優希
「………………私は………………」
言葉に詰まる。
心の裏側を全て覗かれたような気持ちになる。
さっきまでうまく抑え込めていた心が、破裂するように溢れ出してきた。

優希
「…………私は、…私の行動が、……正しいと思っていた。けれど…今は、それが正しいかどうか…ハッキリとも、…ぼんやりすらわからないんだ…。」
………………どうやら面倒なことに、さっき君が言ってくれた、"間違いなんてないんじゃないか"、という言葉一つに、私のすべての心が救われてしまうほど、この気持ちは単純ではないらしい。
とりあえず、まずは静かに深呼吸して、ゆっくりと思考を整理し始める。
仮にこれが間違いだったとて…私は、この歩みを止めることはない。私は、私の演奏を止めることはない。ただ……進み続けることに、大きな迷いがある。
だって、大きな道標だったはずの人たちを失ってしまって、今私は深い森のどこにいるのかすら、自分じゃあわからないような状況にあるのだ。
今の私の演奏は…多分、そのせいで、たくさんの不安定な音が、たくさんの迷い音があって…音階にハマらない音が出て、テンポもぐちゃぐちゃになっているのだろう。
それだけ…大きな障壁なのだ。ずっと目指していた道標が、突然すべて消えてしまう、ということは。

優希
「さっき言っただろう?私は、自分が、世界で1番信用できて、世界で1番信用できない、と。」
己が進んだ場所が道になる。
誰か、偉い人がそんなことを言っていたようなことを思い出したが…私は、それは違うと思う。
なぜなら、強い人が切り拓けば、そこは道になる。
強い人が、踏み固めれば、そこは道になる。

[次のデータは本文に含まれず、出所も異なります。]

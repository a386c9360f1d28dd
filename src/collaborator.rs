//! # Collaborator Interfaces
//!
//! Narrow interfaces to the external services the dispatch core calls into:
//! the compiled-model provider, the execution-plan generator, the plan
//! executor / test runner, and the engine server used for service
//! registration. Each is a trait so tests can substitute mocks; the engine
//! server ships with an HTTP implementation.

use std::collections::HashMap;
use std::sync::Arc;

use async_trait::async_trait;
use serde::{Deserialize, Serialize};
use thiserror::Error;

use crate::cancellation::CancellationToken;
use crate::config::{EngineServerConfig, PlatformConfig};
use crate::execution::SingleExecutionSpec;
use crate::model::{CompileResult, CompiledModel, Construct, Section, ServiceDef};

#[derive(Error, Debug)]
pub enum CollaboratorError {
    #[error("engine server request failed: {0}")]
    Http(#[from] reqwest::Error),
    #[error("engine server is not configured")]
    EngineServerNotConfigured,
    #[error("plan generation failed: {message}")]
    PlanGeneration { message: String },
    #[error("plan execution failed: {message}")]
    PlanExecution { message: String },
    #[error("test run failed: {message}")]
    TestRun { message: String },
    #[error("payload serialization failed: {0}")]
    Serialization(#[from] serde_json::Error),
}

pub type CollaboratorResult<T> = Result<T, CollaboratorError>;

/// Target platform for generated execution plans.
#[derive(Debug, Clone, Copy, Default, PartialEq, Eq, Serialize, Deserialize)]
pub enum PlanPlatform {
    #[default]
    Native,
    Interpreted,
}

/// Executable plan artifact. Opaque to the core: produced by the generator,
/// consumed by the executor.
#[derive(Debug, Clone, PartialEq, Eq, Serialize, Deserialize)]
pub struct ExecutionPlan {
    pub id: String,
    pub payload: serde_json::Value,
}

/// Engine-level outcome code reported by the test runner for one assertion.
/// `Other` preserves codes this core does not recognize.
#[derive(Debug, Clone, PartialEq, Eq, Serialize, Deserialize)]
pub enum EngineOutcome {
    Success,
    Failure,
    Error,
    Other(String),
}

impl std::fmt::Display for EngineOutcome {
    fn fmt(&self, f: &mut std::fmt::Formatter<'_>) -> std::fmt::Result {
        match self {
            EngineOutcome::Success => write!(f, "SUCCESS"),
            EngineOutcome::Failure => write!(f, "FAILURE"),
            EngineOutcome::Error => write!(f, "ERROR"),
            EngineOutcome::Other(code) => write!(f, "{}", code),
        }
    }
}

/// Outcome of one assertion, with the rendered captured exception when the
/// engine reported one.
#[derive(Debug, Clone, PartialEq, Eq, Serialize, Deserialize)]
pub struct AssertionOutcome {
    pub name: String,
    pub outcome: EngineOutcome,
    pub failure: Option<String>,
}

/// One test run reported by the runner: assertion outcomes in declaration
/// order.
#[derive(Debug, Clone, Default, PartialEq, Eq, Serialize, Deserialize)]
pub struct TestRun {
    pub outcomes: Vec<AssertionOutcome>,
}

/// Origin metadata attached to a registration payload.
#[derive(Debug, Clone, PartialEq, Eq, Serialize, Deserialize)]
pub struct RegistrationOrigin {
    pub serializer_name: String,
    pub serializer_version: String,
    pub base_version: String,
    pub version: String,
    pub service_path: String,
}

/// Serialized project/model payload posted to the engine server when
/// registering a service.
#[derive(Debug, Clone, PartialEq, Eq, Serialize, Deserialize)]
pub struct RegistrationPayload {
    pub origin: RegistrationOrigin,
    pub constructs: Vec<Construct>,
}

/// Provides the parse/compile artifacts for a section. The result encodes
/// compile failure explicitly; the provider itself does not fail.
#[mockall::automock]
pub trait ModelProvider: Send + Sync {
    fn compile(&self, section: &Section) -> Arc<CompileResult>;
}

/// Generates an executable plan from a resolved execution specification.
#[mockall::automock]
pub trait PlanGenerator: Send + Sync {
    fn generate(
        &self,
        spec: &SingleExecutionSpec,
        model: &CompiledModel,
        platform: PlanPlatform,
        extensions: &PlatformConfig,
    ) -> CollaboratorResult<ExecutionPlan>;
}

/// Executes plans and runs declared tests, reporting per-assertion
/// engine-level outcomes and captured exceptions.
#[mockall::automock]
#[async_trait]
pub trait PlanExecutor: Send + Sync {
    async fn execute<'a>(
        &self,
        plan: &ExecutionPlan,
        params: &HashMap<String, serde_json::Value>,
        token: Option<&'a CancellationToken>,
    ) -> CollaboratorResult<serde_json::Value>;

    /// Runs the service's declared (new-style) test suites.
    async fn run_tests(
        &self,
        service: &ServiceDef,
        model: &CompiledModel,
        extensions: &PlatformConfig,
    ) -> CollaboratorResult<Vec<TestRun>>;

    /// Runs the service's embedded legacy test block.
    async fn run_legacy_tests(
        &self,
        service: &ServiceDef,
        model: &CompiledModel,
        extensions: &PlatformConfig,
    ) -> CollaboratorResult<Vec<TestRun>>;
}

/// Accepts a serialized model payload and returns the engine's textual
/// registration response, structured or plain.
#[mockall::automock]
#[async_trait]
pub trait EngineServerClient: Send + Sync {
    async fn register(&self, payload: &RegistrationPayload) -> CollaboratorResult<String>;
}

const REGISTER_ENDPOINT: &str = "/api/service/v1/register";

/// Engine server client backed by reqwest.
pub struct HttpEngineServerClient {
    client: reqwest::Client,
    config: EngineServerConfig,
}

impl HttpEngineServerClient {
    pub fn new(config: EngineServerConfig) -> Self {
        Self {
            client: reqwest::Client::new(),
            config,
        }
    }
}

#[async_trait]
impl EngineServerClient for HttpEngineServerClient {
    async fn register(&self, payload: &RegistrationPayload) -> CollaboratorResult<String> {
        let url = format!(
            "{}{}",
            self.config.url.trim_end_matches('/'),
            REGISTER_ENDPOINT
        );
        let response = self
            .client
            .post(&url)
            .timeout(self.config.request_timeout)
            .json(payload)
            .send()
            .await?;
        Ok(response.text().await?)
    }
}

#[cfg(test)]
mod tests {
    use pretty_assertions::assert_eq;

    use super::*;

    #[test]
    fn test_registration_payload_shape() {
        let payload = RegistrationPayload {
            origin: RegistrationOrigin {
                serializer_name: "mdsl".to_string(),
                serializer_version: "v1".to_string(),
                base_version: "latest".to_string(),
                version: "none".to_string(),
                service_path: "model::MyService".to_string(),
            },
            constructs: vec![],
        };
        let json = serde_json::to_value(&payload).unwrap();
        assert_eq!(json["origin"]["service_path"], "model::MyService");
        assert_eq!(json["constructs"], serde_json::json!([]));
    }

    #[test]
    fn test_engine_outcome_preserves_unknown_codes() {
        let outcome: EngineOutcome =
            serde_json::from_value(serde_json::json!({"Other": "SKIPPED"})).unwrap();
        assert_eq!(outcome, EngineOutcome::Other("SKIPPED".to_string()));
    }
}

けれども…
私達のような弱い人間が藪の前に立ったって、後戻りをするか、別の道を探すか、以外の選択肢なんか、ましてや、藪を掻き分けて進むなんて選択は、絶対にないのだ。

優希
「…ごちゃごちゃ言ってしまってすまない。…質問の答えはこうだよ。」
脳みそが暴れて、考えがうまくまとまらない、そんな頭でも私は、必死に考えを巡らせていた。
…………私は、ひどい怖がりだった。誰かが進んだみちを、辿っていくだけでも精一杯の勇気が必要で。けれども、強い父や、教授なんかが、私の手を引いてくれたから、私は進み続けられてきたんだ。なのに…

優希
「私は、自分の正しさを信じきれていないんだ。」
今は、誰もいないんだ。進み続けるための、勇気をくれる存在が。

優希
「………………愚かで、弱いね、私は。……君のような強さが、欲しいよ。」
そう、最後に一言だけ言って、私は涙を止めることに集中し始めた。